The first day I came back from annual leave in August, I had a call with the Senior developer and my manager, and we shaped out how to cover the role. All the tech questions would sit with the senior dev, and I would cover the delivery side. From then on, I went into ‘Steve’ mode – wanting and needing to know everything all at once, and trying to run before I walked. Although I was under no external pressure, I didn’t want to let anyone down, and felt I had to know everything, which of course takes time. We were halfway through a sprint, so I needed to get to grips with the ceremonies, processes, what the status of the tasks were, who was working on what, meet each of the team 1-2-1 to get to know them properly, and start thinking of the next sprint. It was hard to start with – I made lots of notes, skim read the Essential Scrum book by Kenneth S. Rubin, and just dived in.
Looking back at the first few weeks, I felt like I was drowning at times. The role is big, there are a lot of things to co-ordinate, and with no formal scrum master training, I ended up using common sense to work out what to do. But, it got easier and quite quickly. With great support from the senior developer, tech lead and product manager, I was able to suggest and make some changes:
- I had noticed that the team didn’t always have stand-ups over Teams or Zoom, and often had text based updates instead. So the first change was to have daily calls with all attending, and only making a text based update if we had company meetings that took precedence.

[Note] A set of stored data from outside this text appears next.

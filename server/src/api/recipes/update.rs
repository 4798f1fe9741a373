use super::create::SaveRecipeResponse;
use crate::api::{ApiError, ErrorResponse};
use crate::auth::AuthUser;
use crate::AppState;
use axum::{
    extract::{Path, State},
    response::IntoResponse,
    Json,
};
use recipebox_core::recipes::{self, RecipeForm};
use uuid::Uuid;

/// Replaces the recipe's fields, ingredients and instructions. Steps are not
/// transactional: a failure part-way leaves the earlier steps applied.
#[utoipa::path(
    put,
    path = "/api/recipes/{id}",
    tag = "recipes",
    params(
        ("id" = Uuid, Path, description = "Recipe ID")
    ),
    request_body = RecipeForm,
    responses(
        (status = 200, description = "Recipe updated successfully", body = SaveRecipeResponse),
        (status = 400, description = "Invalid request", body = ErrorResponse),
        (status = 401, description = "Unauthorized", body = ErrorResponse),
        (status = 500, description = "Recipe could not be saved", body = ErrorResponse)
    ),
    security(
        ("bearer_auth" = [])
    )
)]
pub async fn update_recipe(
    auth: AuthUser,
    State(state): State<AppState>,
    Path(id): Path<Uuid>,
    Json(form): Json<RecipeForm>,
) -> Result<impl IntoResponse, ApiError> {
    const FAILURE: &str = "Failed to update recipe";

    let draft = form
        .validate()
        .map_err(|e| ApiError::from_write(e, FAILURE))?;
    let db = state.backend.backend()?.database(Some(&auth.access_token));

    let id = recipes::save_recipe(db.as_ref(), Some(&auth.user), Some(id), &draft)
        .await
        .map_err(|e| ApiError::from_write(e, FAILURE))?;

    Ok(Json(SaveRecipeResponse { id }))
}
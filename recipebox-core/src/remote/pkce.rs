//! PKCE verifier/challenge pair for the magic-link code exchange.

use base64::engine::general_purpose::URL_SAFE_NO_PAD;
use base64::Engine;
use rand::RngCore;
use sha2::{Digest, Sha256};

pub fn generate_verifier() -> String {
    let mut bytes = [0u8; 32];
    rand::rng().fill_bytes(&mut bytes);
    URL_SAFE_NO_PAD.encode(bytes)
}

/// S256 challenge: base64url(sha256(verifier)) without padding.
pub fn challenge(verifier: &str) -> String {
    let mut hasher = Sha256::new();
    hasher.update(verifier.as_bytes());
    URL_SAFE_NO_PAD.encode(hasher.finalize())
}

#[cfg(test)]
mod tests {
    use super::*;

    #[test]
    fn test_verifier_is_url_safe_and_unique() {
        let a = generate_verifier();
        let b = generate_verifier();
        assert_eq!(a.len(), 43);
        assert_ne!(a, b);
        assert!(a
            .chars()
            .all(|c| c.is_ascii_alphanumeric() || c == '-' || c == '_'));
    }

    #[test]
    fn test_challenge_matches_rfc7636_example() {
        assert_eq!(
            challenge("dBjftJeZ4CVP-mB92K27uhbUJU1p1r_wW1gFWFOEjXk"),
            "E9Melhoa2OwvFrEMTJguCHaoeK1t8URWbuGJSstw-cM"
        );
    }
}
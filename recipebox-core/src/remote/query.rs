//! Table query description shared by the REST client and the fake backend.

/// Equality filter on a single column (`column=eq.value`).
#[derive(Debug, Clone, PartialEq, Eq)]
pub struct Filter {
    pub column: String,
    pub value: String,
}

impl Filter {
    pub fn eq(column: &str, value: impl ToString) -> Self {
        Self {
            column: column.to_string(),
            value: value.to_string(),
        }
    }

    pub fn query_pair(&self) -> (String, String) {
        (self.column.clone(), format!("eq.{}", self.value))
    }
}

#[derive(Debug, Clone, PartialEq, Eq)]
pub struct Order {
    pub column: String,
    pub ascending: bool,
}

/// How an embedded relation joins to the parent row.
#[derive(Debug, Clone, PartialEq, Eq)]
pub enum Join {
    /// The parent row holds the key: `parent[local_key] = related.id`.
    ToOne { local_key: String },
    /// The related rows hold the key: `related[foreign_key] = parent.id`.
    ToMany { foreign_key: String },
}

/// A related table projected into each parent row.
#[derive(Debug, Clone, PartialEq, Eq)]
pub struct Embed {
    pub relation: String,
    pub columns: Vec<String>,
    pub join: Join,
}

impl Embed {
    pub fn one(relation: &str, local_key: &str, columns: &[&str]) -> Self {
        Self {
            relation: relation.to_string(),
            columns: columns.iter().map(|c| c.to_string()).collect(),
            join: Join::ToOne {
                local_key: local_key.to_string(),
            },
        }
    }

    pub fn many(relation: &str, foreign_key: &str, columns: &[&str]) -> Self {
        Self {
            relation: relation.to_string(),
            columns: columns.iter().map(|c| c.to_string()).collect(),
            join: Join::ToMany {
                foreign_key: foreign_key.to_string(),
            },
        }
    }

    fn select_clause(&self) -> String {
        format!("{}({})", self.relation, self.columns.join(","))
    }
}

/// A read against one table with optional embedded relations.
#[derive(Debug, Clone, PartialEq, Eq)]
pub struct Select {
    pub table: String,
    pub columns: Vec<String>,
    pub embeds: Vec<Embed>,
    pub filters: Vec<Filter>,
    pub order: Option<Order>,
    pub limit: Option<usize>,
}

impl Select {
    pub fn from(table: &str) -> Self {
        Self {
            table: table.to_string(),
            columns: vec!["*".to_string()],
            embeds: Vec::new(),
            filters: Vec::new(),
            order: None,
            limit: None,
        }
    }

    pub fn columns(mut self, columns: &[&str]) -> Self {
        self.columns = columns.iter().map(|c| c.to_string()).collect();
        self
    }

    pub fn embed(mut self, embed: Embed) -> Self {
        self.embeds.push(embed);
        self
    }

    pub fn eq(mut self, column: &str, value: impl ToString) -> Self {
        self.filters.push(Filter::eq(column, value));
        self
    }

    pub fn order(mut self, column: &str, ascending: bool) -> Self {
        self.order = Some(Order {
            column: column.to_string(),
            ascending,
        });
        self
    }

    pub fn limit(mut self, limit: usize) -> Self {
        self.limit = Some(limit);
        self
    }

    /// The `select=` projection, e.g. `*,categories(name,color)`.
    pub fn select_clause(&self) -> String {
        self.columns
            .iter()
            .cloned()
            .chain(self.embeds.iter().map(Embed::select_clause))
            .collect::<Vec<_>>()
            .join(",")
    }

    /// Query-string pairs in PostgREST syntax.
    pub fn query_pairs(&self) -> Vec<(String, String)> {
        let mut pairs = vec![("select".to_string(), self.select_clause())];
        pairs.extend(self.filters.iter().map(Filter::query_pair));
        if let Some(order) = &self.order {
            let direction = if order.ascending { "asc" } else { "desc" };
            pairs.push(("order".to_string(), format!("{}.{}", order.column, direction)));
        }
        if let Some(limit) = self.limit {
            pairs.push(("limit".to_string(), limit.to_string()));
        }
        pairs
    }
}
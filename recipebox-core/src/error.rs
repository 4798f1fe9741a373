use thiserror::Error;

/// Failure talking to the hosted database/auth service.
#[derive(Error, Debug)]
pub enum RemoteError {
    #[error("Service not configured: {0}")]
    NotConfigured(String),

    #[error("Invalid service URL: {0}")]
    InvalidUrl(String),

    #[error("HTTP request failed: {0}")]
    RequestFailed(#[from] reqwest::Error),

    /// Error payload returned by the service (PostgREST or GoTrue).
    #[error("{message}")]
    Api {
        status: u16,
        code: Option<String>,
        message: String,
    },

    #[error("Failed to decode response: {0}")]
    Decode(String),

    #[error("Serialization failed: {0}")]
    Serialization(#[from] serde_json::Error),
}

impl RemoteError {
    /// Machine-readable error code reported by the service, if any.
    pub fn code(&self) -> Option<&str> {
        match self {
            RemoteError::Api { code, .. } => code.as_deref(),
            _ => None,
        }
    }
}

/// Failure of a recipe flow (create, update, delete, read).
#[derive(Error, Debug)]
pub enum RecipeError {
    #[error("Not signed in")]
    Unauthenticated,

    #[error("{0}")]
    Validation(String),

    #[error("Recipe not found")]
    NotFound,

    #[error(transparent)]
    Remote(#[from] RemoteError),
}

impl RecipeError {
    pub fn validation(message: impl Into<String>) -> Self {
        RecipeError::Validation(message.into())
    }
}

- The next challenge was the backlog and ensuring we had stories ready to work on in the next sprint, so I introduced grooming meetings a week before the new sprint, to review candidates and select stories that were important to the product owner that had full description and acceptance criteria.
Immediately as a team we saw that this has a positive impact. Stories could be worked on without the devs or testers needing to seek clarification from the product owner. They were also easier to break down and estimate.
From that point on, life became easier, we got into the 2 week sprint cycles and to be honest I don’t know where the time has gone. We delivered some big pieces of work, one of which I am particularly proud of, but for commercial reasons will not be sharing details. The point is, I was making a difference, the work I was doing benefitted others, and as someone who like helping other people, it was a win-win.
Fast forward 4 months, and the new team lead has been in place for 4 weeks, and I’ve completed the handover piece. My next chapter is going to expand on the Head of QE role – coaching the testers, looking at improvements for 2021 and delving into monitoring.
I’m so glad that I was asked to step in, and that I had the confidence to go for it. Too much of my career has been in areas I am comfortable in, following the bad experience of 2001. But what I have learned from this over the last 10 years is that we all need to be stretched. I did this back in 2013 to 2016 in a previous role, taking on other tasks and responsibilities, and I have always come away from it with new skills, more resilience and the knowledge that I can do even more than I thought.
If I were to give one piece of advice, I’d say to go for any new experience you can, whether you are asked to do it, or whether you offer to take something on. You will find it hard, you will have doubts, you will make mistakes, but you will learn a lot about yourself, and you’ll be more resilient because of it.
Have a great Christmas and a happy new year for 2021.